● **TASK REQUIREMENTS**: From the material below, return every line that includes "email".

● **MATERIAL PROVIDED**:
++++++

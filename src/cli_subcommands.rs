use std::path::PathBuf;

use clap::{Args, Subcommand};

#[derive(Subcommand)]
pub(crate) enum UsersCommands {
    /// List admin users
    List {
        /// Emit JSON
        #[arg(long)]
        json: bool,
    },

    /// Create an admin user
    Create {
        email: String,
        #[arg(long)]
        name: String,
        /// Initial password (at least 8 characters)
        #[arg(long)]
        initial_password: String,
        #[arg(long)]
        role: Option<String>,
        /// Emit JSON
        #[arg(long)]
        json: bool,
    },

    /// Delete an admin user by id or email
    Delete { id: String },
}

#[derive(Args)]
pub(crate) struct VerifyArgs {
    /// Also change the password to this value and back
    #[arg(long)]
    pub(crate) rotate_password: Option<String>,

    /// ptadmin-server data directory, enables storage assertions
    #[arg(long)]
    pub(crate) data_dir: Option<PathBuf>,

    /// Emit JSON
    #[arg(long)]
    pub(crate) json: bool,
}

++++++

● **RESPONSE**:
        email: String,
    /// Delete an admin user by id or email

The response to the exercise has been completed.